I Prefer Skinny Girls
Whitney’s recent post titled “This Woman Is Supposed To Disgust You” really got me thinking. She referenced a Brazillian ad campaign described in detail here. The precis is that the ad recreated various famous glamour shots with fatter women, along with the tagline “Forget about it. Men’s preferences will never change.” They were selling light yogurt.
First of all, let me say that I agree that this ad is culturally unhealthy. It’s playing on and expanding a phobia in order to sell yogurt. ‘Nuff said.
But it was the response and blog discussion surrounding this ad that really caught my interest. I could understand the responses saying “hey, she’s really hot! wtf?” Yet there were also a huge number of responses that generalized the discussion, statements of support for the position that “bodies of all sizes are beautiful.”

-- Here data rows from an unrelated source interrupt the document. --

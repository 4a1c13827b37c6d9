// src/main.rs
//
// sitevisit: organize a site visit submission tree, or diff two listings.

use std::path::PathBuf;
use std::sync::Arc;

use anyhow::{Context, Result};
use clap::{Parser, Subcommand};

use sitevisit::application::commands::{diff_listings, organize};
use sitevisit::application::dto::{DiffRequest, OrganizeRequest};
use sitevisit::application::state::AppState;
use sitevisit::config::load_config;
use sitevisit::events::{create_event_bus, ConversionFailed, SubmissionConverted};
use sitevisit::infrastructure::default_input_root;

#[derive(Parser)]
#[command(name = "sitevisit")]
#[command(about = "Resolve, convert and QR-stamp site visit papers and posters")]
#[command(version)]
struct Cli {
    /// Log at debug level
    #[arg(short, long, global = true)]
    verbose: bool,

    #[command(subcommand)]
    command: Command,
}

#[derive(Subcommand)]
enum Command {
    /// Resolve the latest revisions and produce the output tree
    Organize {
        /// Submission root; defaults to ~/Downloads/<year> Annual Site Visit
        root: Option<PathBuf>,

        /// TOML configuration file
        #[arg(long)]
        config: Option<PathBuf>,

        /// QR link prefix for posters
        #[arg(long)]
        base_url: Option<String>,

        /// Concurrent conversions
        #[arg(long)]
        jobs: Option<usize>,

        /// Office renderer binary
        #[arg(long)]
        soffice: Option<PathBuf>,

        /// Run root; defaults to a timestamped sibling of the submission root
        #[arg(long)]
        output: Option<PathBuf>,

        /// Report what would be produced without writing anything
        #[arg(long)]
        dry_run: bool,
    },

    /// Compare two listing CSVs, or the two CSVs in one directory
    Diff {
        old: PathBuf,
        new: Option<PathBuf>,
    },
}

#[tokio::main]
async fn main() -> Result<()> {
    let cli = Cli::parse();

    let default_level = if cli.verbose { "debug" } else { "info" };
    env_logger::Builder::from_env(env_logger::Env::default().default_filter_or(default_level))
        .init();

    match cli.command {
        Command::Organize {
            root,
            config,
            base_url,
            jobs,
            soffice,
            output,
            dry_run,
        } => {
            let mut app_config = match config {
                Some(path) => load_config(&path)
                    .with_context(|| format!("Failed to load config from {}", path.display()))?,
                None => Default::default(),
            };
            if let Some(base_url) = base_url {
                app_config.stamping.base_url = base_url;
            }
            if let Some(jobs) = jobs {
                app_config.jobs = Some(jobs);
            }
            if let Some(program) = soffice {
                app_config.renderer.program = program;
            }

            let input_root = root.unwrap_or_else(default_input_root);
            let event_bus = Arc::new(create_event_bus());
            event_bus.subscribe::<SubmissionConverted, _>(|event| {
                eprintln!("  done    {}", event.destination.display());
            });
            event_bus.subscribe::<ConversionFailed, _>(|event| {
                eprintln!("  FAILED  {} ({})", event.destination.display(), event.stage);
            });
            let state = AppState::new(app_config, event_bus);

            let report = organize(
                &state,
                OrganizeRequest {
                    input_root: input_root.clone(),
                    output_root: output,
                    dry_run,
                },
            )
            .await
            .with_context(|| format!("Failed to organize {}", input_root.display()))?;

            print!("{}", report.render_text());
        }

        Command::Diff { old, new } => {
            let outcome = diff_listings(DiffRequest {
                old: old.clone(),
                new,
            })
            .with_context(|| format!("Failed to diff listings from {}", old.display()))?;

            print!("{}", outcome.render_text());
        }
    }

    Ok(())
}
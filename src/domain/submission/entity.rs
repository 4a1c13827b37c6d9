use serde::{Deserialize, Serialize};
use std::path::PathBuf;

/// One file, read through the submission naming convention
///
/// `Lastname_Firstname_School_Advisor[_Index][_R<Revision>].<ext>`
#[derive(Debug, Clone, PartialEq, Eq, Serialize, Deserialize)]
pub struct SubmissionIdentity {
    pub last_name: String,
    pub first_name: String,
    pub school: String,
    pub advisor: String,

    /// Distinguishes several submissions by the same author (default 1)
    pub index: u32,

    /// Higher is newer (default 0)
    pub revision: u32,

    /// Paper or poster, from the top-level directory
    pub kind: DocumentKind,

    /// Source format, from the file extension
    pub format: SourceFormat,

    /// Where the file was found
    pub path: PathBuf,

    /// Research area (enclosing directory name)
    pub area: String,

    /// Poster category; always `None` for papers
    pub category: Option<CategoryLabel>,
}

impl SubmissionIdentity {
    /// The logical-submission key this file belongs to
    pub fn key(&self) -> SubmissionKey {
        SubmissionKey::new(
            &self.last_name,
            &self.first_name,
            &self.school,
            &self.advisor,
            self.index,
            self.kind,
        )
    }

    /// `Last_First_School_Advisor_Index`, the name every output file carries
    pub fn canonical_stem(&self) -> String {
        format!(
            "{}_{}_{}_{}_{}",
            self.last_name, self.first_name, self.school, self.advisor, self.index
        )
    }

    /// Canonical stem plus the revision marker, as listed in the CSV exports
    pub fn canonical_name(&self) -> String {
        format!("{}_R{}", self.canonical_stem(), self.revision)
    }
}

/// Key of a logical submission. Name fields are stored lower-cased so that
/// `Zhang_Wen` and `zhang_wen` land in the same group.
#[derive(Debug, Clone, PartialEq, Eq, Hash, PartialOrd, Ord, Serialize, Deserialize)]
pub struct SubmissionKey {
    pub last_name: String,
    pub first_name: String,
    pub school: String,
    pub advisor: String,
    pub index: u32,
    pub kind: DocumentKind,
}

impl SubmissionKey {
    pub fn new(
        last_name: &str,
        first_name: &str,
        school: &str,
        advisor: &str,
        index: u32,
        kind: DocumentKind,
    ) -> Self {
        Self {
            last_name: last_name.to_lowercase(),
            first_name: first_name.to_lowercase(),
            school: school.to_lowercase(),
            advisor: advisor.to_lowercase(),
            index,
            kind,
        }
    }
}

impl std::fmt::Display for SubmissionKey {
    fn fmt(&self, f: &mut std::fmt::Formatter<'_>) -> std::fmt::Result {
        write!(
            f,
            "{}_{}_{}_{}_{} ({})",
            self.last_name, self.first_name, self.school, self.advisor, self.index, self.kind
        )
    }
}

/// Paper or poster
#[derive(Debug, Clone, Copy, PartialEq, Eq, Hash, PartialOrd, Ord, Serialize, Deserialize)]
#[serde(rename_all = "snake_case")]
pub enum DocumentKind {
    Paper,
    Poster,
}

impl DocumentKind {
    /// Top-level directory name, both in the input tree and the output tree
    pub fn dir_name(&self) -> &'static str {
        match self {
            DocumentKind::Paper => "Papers",
            DocumentKind::Poster => "Posters",
        }
    }

    /// Match a top-level directory name, ignoring case
    pub fn from_dir_name(name: &str) -> Option<Self> {
        if name.eq_ignore_ascii_case("papers") {
            Some(DocumentKind::Paper)
        } else if name.eq_ignore_ascii_case("posters") {
            Some(DocumentKind::Poster)
        } else {
            None
        }
    }
}

impl std::fmt::Display for DocumentKind {
    fn fmt(&self, f: &mut std::fmt::Formatter<'_>) -> std::fmt::Result {
        match self {
            DocumentKind::Paper => write!(f, "paper"),
            DocumentKind::Poster => write!(f, "poster"),
        }
    }
}

/// Source document family, from the extension
#[derive(Debug, Clone, Copy, PartialEq, Eq, Serialize, Deserialize)]
#[serde(rename_all = "snake_case")]
pub enum SourceFormat {
    /// .doc / .docx
    Word,
    /// .ppt / .pptx
    Slides,
    /// Already a PDF, copied as-is
    Pdf,
}

impl SourceFormat {
    /// Infer the format from an extension (case-insensitive)
    pub fn from_extension(extension: &str) -> Option<Self> {
        match extension.to_ascii_lowercase().as_str() {
            "doc" | "docx" => Some(SourceFormat::Word),
            "ppt" | "pptx" => Some(SourceFormat::Slides),
            "pdf" => Some(SourceFormat::Pdf),
            _ => None,
        }
    }

    pub fn needs_rendering(&self) -> bool {
        !matches!(self, SourceFormat::Pdf)
    }
}

impl std::fmt::Display for SourceFormat {
    fn fmt(&self, f: &mut std::fmt::Formatter<'_>) -> std::fmt::Result {
        match self {
            SourceFormat::Word => write!(f, "word"),
            SourceFormat::Slides => write!(f, "slides"),
            SourceFormat::Pdf => write!(f, "pdf"),
        }
    }
}

/// The three poster categories
#[derive(Debug, Clone, Copy, PartialEq, Eq, Hash, Serialize, Deserialize)]
#[serde(rename_all = "snake_case")]
pub enum PosterCategory {
    Core,
    NonCore,
    Associated,
}

impl PosterCategory {
    pub fn dir_name(&self) -> &'static str {
        match self {
            PosterCategory::Core => "Core",
            PosterCategory::NonCore => "Non-core",
            PosterCategory::Associated => "Associated",
        }
    }

    pub fn all() -> [PosterCategory; 3] {
        [
            PosterCategory::Core,
            PosterCategory::NonCore,
            PosterCategory::Associated,
        ]
    }
}

/// A poster category directory as found on disk.
///
/// Unknown labels are kept verbatim instead of being rejected at parse time,
/// so the group they belong to can be held for review.
#[derive(Debug, Clone, PartialEq, Eq, Hash, Serialize, Deserialize)]
#[serde(rename_all = "snake_case")]
pub enum CategoryLabel {
    Known(PosterCategory),
    Unrecognized(String),
}

impl CategoryLabel {
    pub fn from_dir_name(name: &str) -> Self {
        PosterCategory::all()
            .into_iter()
            .find(|category| category.dir_name().eq_ignore_ascii_case(name.trim()))
            .map(CategoryLabel::Known)
            .unwrap_or_else(|| CategoryLabel::Unrecognized(name.to_string()))
    }

    pub fn known(&self) -> Option<PosterCategory> {
        match self {
            CategoryLabel::Known(category) => Some(*category),
            CategoryLabel::Unrecognized(_) => None,
        }
    }
}

impl std::fmt::Display for CategoryLabel {
    fn fmt(&self, f: &mut std::fmt::Formatter<'_>) -> std::fmt::Result {
        match self {
            CategoryLabel::Known(category) => write!(f, "{}", category.dir_name()),
            CategoryLabel::Unrecognized(label) => write!(f, "{}", label),
        }
    }
}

Well, yes, they are. It’s pretty twisted to have a cultural attitude that says that big girls are uniformly ugly. However, I prefer skinny girls. Is there space in this discourse to say that? I hope so, because there’s something I worry about here.
It took me years to accept this fact about myself. The thing is, according to some systems of thought regarding female body image, I’m really not supposed to like skinny women. By admitting this preference, I am part of the problem. Yet I really do like slimness, in the same way that I have a very real physical response to other external markers (nice skin, symmetric face, graceful body language, modulated voice, creative fashion sense.) I get turned on by angular limbs and small breasts. I like the shape of hipbones though the skin. I have a huge crush on sharp-limbed Kristen Scott Thomas. Narrow waists look so elegant, so delightful, so very… yummy to me.
And yes, I understand — do I ever understand! — that sexiness involves so much in the mind. (See: “Werd To The Smart Bitches”.) However, all other things being equal, I want the hot body too, and for me that very often means thin. Although I have been known to pounce on women of all descriptions, the most commonly applicable adjective for my crushes might be “gangly.”
This is a taste which manifests as a real physical response to other people’s bodies. I’ve spent a lot of time trying to figure out where this preference originated. I used to think that my tastes for female body type were all entirely maleable; that I had learned societally what “hot” was, that I could re-learn to eroticize any-body. Many years and many relationships later, I have some serious doubts about this. In my experience, my gut reaction to someone’s physical presence changes very little from the first impression, even over years, even as I fall in and out of love with them. I’m left with the suspicion that there is a biological, “hardware” basis to my desires. Either that, or my physical reactions to body types are now very deeply embedded in my emotional programming. In other words, it’s possible that I could change my preferences, but then again perhaps not. The research on the biological or evolutionary basis of attraction is very much ongoing — see the Wikipedia article on Physical Attractiveness for an overview — but it would be foolish to ignore, just as it would be ridiculous for me to pretend I was attracted to someone when I was not.
Yet millions of women hate their bodies because they feel fat. Something is clearly wrong. Again, let me state my position that making money by exploiting and encouraging this type of self-loathing is despicable. This is what I find repugnant about the yogurt ad. However, there really is a problem here regardless of advertising. Is the solution for all these women to lose weight? Is the solution to attempt to train a majority of men to prefer larger women?
Neither, of course.
To me, a major underlying problem in the current discourse surrounding body image is that no one wants to admit that physical attractiveness really does exist. We all know it does, yet a huge amount of the discussion around weight and other body factors exhorts us to believe that all people are equally physically attractive. This simply isn’t true; we all know it isn’t. Yes, there are many other factors in attraction, but let’s admit that, all other things being equal, we all want a hod bod. Is this a societal sickness, is it a culturally-relative myth, or is it at least partly based on biological reality?
If not everyone has an equally sexy body, how do we deal with this fact in a fashion both healthy and realistic? This is the question I want answered.